America’s first real reckoning with the coronavirus pandemic came on March 11 when Rudy Gobert of the Utah Jazz tested positive for COVID-19 and the NBA immediately shut its season down. Other sports leagues soon followed, and the coming days saw the rise of life in quarantine as states issued stay at home orders and tried to limit the spread of the virus.

Another big coronavirus news item that night was that Tom Hanks and Rita Wilson both tested positive for the virus while filming a movie together in Australia. It was shocking news for a public coming to terms with what life would be like, and months later it may be difficult to remember how harrowing the news of their battle with COVID-19 was.

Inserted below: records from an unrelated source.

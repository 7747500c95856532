mod catalog;
mod param;

use std::any::{self, TypeId};
use std::collections::HashMap;
use std::fmt::{Debug, Display, Formatter, Result as FmtResult};
use std::hash::{Hash, Hasher};
use std::sync::Arc;

pub use catalog::{TypeCatalog, TypeFacts, TypeKind};
pub use param::{Bindings, Constraint, TypeParam};

/// A structural descriptor of a contract or an implementation.
///
/// A [`ServiceType`] is a name plus an ordered list of type arguments. Each
/// argument is either another [`ServiceType`] or a named type parameter. A
/// descriptor without any parameter, at any depth, is *closed* and can be
/// resolved; a descriptor with parameters is a *pattern* which is matched
/// against closed requests.
///
/// Equality and hashing only consider the name and the arguments, so
/// `ServiceType::of::<T>()` and `ServiceType::named(type_name::<T>())` are
/// the same contract.
///
/// # Examples
///
/// ```rust
/// # use weave::key::ServiceType;
/// let open = ServiceType::named("IRepo").with_param("T");
/// let closed = ServiceType::named("IRepo").with_arg(ServiceType::named("Entity"));
/// assert!(!open.is_closed());
/// assert!(closed.is_closed());
/// assert_eq!(closed.to_string(), "IRepo<Entity>");
/// assert_eq!(open.open_form(), closed.open_form());
/// ```
#[derive(Clone)]
pub struct ServiceType {
    name: Arc<str>,
    args: Arc<[TypeArg]>,
    rust_type: Option<TypeId>,
}

impl ServiceType {
    /// Creates a closed descriptor for the Rust type `T`. Instances produced
    /// for this contract are checked to actually hold a `T`.
    pub fn of<T>() -> Self
    where
        T: ?Sized + 'static,
    {
        Self {
            name: Arc::from(any::type_name::<T>()),
            args: Arc::from([]),
            rust_type: Some(TypeId::of::<T>()),
        }
    }

    /// Creates a descriptor without type arguments.
    pub fn named(name: impl Into<Arc<str>>) -> Self {
        Self {
            name: name.into(),
            args: Arc::from([]),
            rust_type: None,
        }
    }

    /// Creates a descriptor with the given type arguments.
    pub fn generic<I>(name: impl Into<Arc<str>>, args: I) -> Self
    where
        I: IntoIterator<Item = TypeArg>,
    {
        Self {
            name: name.into(),
            args: args.into_iter().collect(),
            rust_type: None,
        }
    }

    /// Appends a type argument.
    pub fn with_arg(self, arg: impl Into<TypeArg>) -> Self {
        let mut args = self.args.to_vec();
        args.push(arg.into());
        Self {
            name: self.name,
            args: Arc::from(args),
            rust_type: None,
        }
    }

    /// Appends a type parameter named `name`.
    pub fn with_param(self, name: impl Into<Arc<str>>) -> Self {
        self.with_arg(TypeArg::Param(name.into()))
    }

    pub fn name(&self) -> &str {
        &self.name
    }

    pub fn args(&self) -> &[TypeArg] {
        &self.args
    }

    pub fn arity(&self) -> usize {
        self.args.len()
    }

    /// The [`TypeId`] of the Rust type this descriptor was built from, if it
    /// was built with [`ServiceType::of`].
    pub fn rust_type(&self) -> Option<TypeId> {
        self.rust_type
    }

    /// Returns true if no type parameter occurs in the descriptor.
    pub fn is_closed(&self) -> bool {
        self.args.iter().all(TypeArg::is_closed)
    }

    /// The name and arity shared by every closed form of this descriptor.
    pub fn open_form(&self) -> OpenForm {
        OpenForm {
            name: Arc::clone(&self.name),
            arity: self.args.len(),
        }
    }

    /// Returns every parameter name in order of first occurrence.
    pub fn params(&self) -> Vec<Arc<str>> {
        let mut params = Vec::new();
        self.collect_params(&mut params);
        params
    }

    fn collect_params(&self, params: &mut Vec<Arc<str>>) {
        for arg in self.args.iter() {
            match arg {
                TypeArg::Param(name) => {
                    if !params.contains(name) {
                        params.push(Arc::clone(name));
                    }
                }
                TypeArg::Type(ty) => ty.collect_params(params),
            }
        }
    }

    /// Replaces every parameter with its binding. Returns [`None`] if some
    /// parameter is unbound.
    pub fn substitute(&self, bindings: &Bindings) -> Option<ServiceType> {
        if self.is_closed() {
            return Some(self.clone());
        }
        let args = self
            .args
            .iter()
            .map(|arg| arg.substitute(bindings).map(TypeArg::Type))
            .collect::<Option<Vec<_>>>()?;
        Some(Self::generic(Arc::clone(&self.name), args))
    }

    /// Renames parameters positionally, so that two patterns which only
    /// differ in parameter names compare equal.
    pub(crate) fn normalized(&self) -> ServiceType {
        let renames: HashMap<Arc<str>, Arc<str>> = self
            .params()
            .into_iter()
            .enumerate()
            .map(|(i, name)| (name, Arc::from(format!("#{i}"))))
            .collect();
        self.rename(&renames)
    }

    fn rename(&self, renames: &HashMap<Arc<str>, Arc<str>>) -> ServiceType {
        if self.is_closed() {
            return self.clone();
        }
        let args = self.args.iter().map(|arg| match arg {
            TypeArg::Param(name) => TypeArg::Param(Arc::clone(renames.get(name).unwrap_or(name))),
            TypeArg::Type(ty) => TypeArg::Type(ty.rename(renames)),
        });
        Self::generic(Arc::clone(&self.name), args)
    }
}

impl PartialEq for ServiceType {
    fn eq(&self, other: &Self) -> bool {
        self.name == other.name && self.args == other.args
    }
}

impl Eq for ServiceType {}

impl Hash for ServiceType {
    fn hash<H: Hasher>(&self, state: &mut H) {
        self.name.hash(state);
        self.args.hash(state);
    }
}

impl Display for ServiceType {
    fn fmt(&self, f: &mut Formatter<'_>) -> FmtResult {
        write!(f, "{}", self.name)?;
        if let Some((first, rest)) = self.args.split_first() {
            write!(f, "<{first}")?;
            for arg in rest {
                write!(f, ", {arg}")?;
            }
            write!(f, ">")?;
        }
        Ok(())
    }
}

impl Debug for ServiceType {
    fn fmt(&self, f: &mut Formatter<'_>) -> FmtResult {
        Display::fmt(self, f)
    }
}

/// A type argument of a [`ServiceType`].
#[derive(Clone, PartialEq, Eq, Hash)]
pub enum TypeArg {
    Type(ServiceType),
    Param(Arc<str>),
}

impl TypeArg {
    pub fn param(name: impl Into<Arc<str>>) -> Self {
        Self::Param(name.into())
    }

    pub fn is_closed(&self) -> bool {
        match self {
            Self::Type(ty) => ty.is_closed(),
            Self::Param(_) => false,
        }
    }

    pub fn substitute(&self, bindings: &Bindings) -> Option<ServiceType> {
        match self {
            Self::Type(ty) => ty.substitute(bindings),
            Self::Param(name) => bindings.get(name).cloned(),
        }
    }
}

impl From<ServiceType> for TypeArg {
    fn from(ty: ServiceType) -> Self {
        Self::Type(ty)
    }
}

impl Display for TypeArg {
    fn fmt(&self, f: &mut Formatter<'_>) -> FmtResult {
        match self {
            Self::Type(ty) => Display::fmt(ty, f),
            Self::Param(name) => write!(f, "{name}"),
        }
    }
}

impl Debug for TypeArg {
    fn fmt(&self, f: &mut Formatter<'_>) -> FmtResult {
        Display::fmt(self, f)
    }
}

/// The name and arity of a [`ServiceType`], used to group every pattern that
/// could possibly match a closed request.
#[derive(Debug, Clone, PartialEq, Eq, Hash)]
pub struct OpenForm {
    name: Arc<str>,
    arity: usize,
}

impl Display for OpenForm {
    fn fmt(&self, f: &mut Formatter<'_>) -> FmtResult {
        write!(f, "{}`{}", self.name, self.arity)
    }
}

#[cfg(test)]
mod tests {
    use super::*;

    fn repo() -> ServiceType {
        ServiceType::named("IRepo")
    }

    #[test]
    fn service_type_eq_ignores_rust_type() {
        let typed = ServiceType::of::<i32>();
        let named = ServiceType::named(any::type_name::<i32>());
        assert_eq!(typed, named);
        assert_eq!(typed.rust_type(), Some(TypeId::of::<i32>()));
        assert_eq!(named.rust_type(), None);
    }

    #[test]
    fn service_type_is_closed_succeeds() {
        let nested = repo().with_arg(ServiceType::named("List").with_param("T"));
        assert!(!nested.is_closed());
        assert!(repo().with_arg(ServiceType::named("Entity")).is_closed());
        assert!(repo().is_closed());
    }

    #[test]
    fn service_type_params_are_deduplicated_in_order() {
        let ty = ServiceType::named("Map")
            .with_param("K")
            .with_arg(ServiceType::named("List").with_param("V"))
            .with_param("K");
        let params: Vec<_> = ty.params().iter().map(ToString::to_string).collect();
        assert_eq!(params, ["K", "V"]);
    }

    #[test]
    fn service_type_substitute_succeeds() {
        let pattern = repo().with_arg(ServiceType::named("List").with_param("T"));
        let mut bindings = Bindings::new();
        assert!(bindings.bind("T", ServiceType::named("Entity")));

        let closed = pattern.substitute(&bindings).unwrap();
        assert_eq!(closed.to_string(), "IRepo<List<Entity>>");
        assert!(repo().with_param("U").substitute(&bindings).is_none());
    }

    #[test]
    fn service_type_normalized_ignores_param_names() {
        let a = repo().with_param("T");
        let b = repo().with_param("TEntity");
        assert_ne!(a, b);
        assert_eq!(a.normalized(), b.normalized());
    }
}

Which perhaps is why Wilson simply doesn’t understand why the concept of wearing a mask to help limit the spread of coronavirus has become a political issue in the United States. According to The Hollywood Reporter, Wilson dismissed those who question whether they should wear a mask to limit the transmission of COVID-19 both for the wearer and others around them.

“Why wouldn’t you wear a mask if it’s good for your health?” Wilson said Friday in an interview with Gayle King on CBS This Morning. “It doesn’t make sense.”

Wilson detailed the various symptoms she dealt with while battling COVID-19, which included a 102-degree temperature, extreme fatigue, body aches, irritability, discomfort, and the loss of her sense of taste and smell. The ordeal was enough to make her very vocal about mask wearing and other preventative measures in the months since, and her personal experience is something she clearly doesn’t want to see repeated in others.

“I don’t understand why something that’s so easy to do has become an issue or something that people are coming up against,” Wilson said. Perhaps it was King that was most direct about the situation in her interview, though.

“You know the mask is uncomfortable. But you know what else is uncomfortable?” King asked. “Dying.”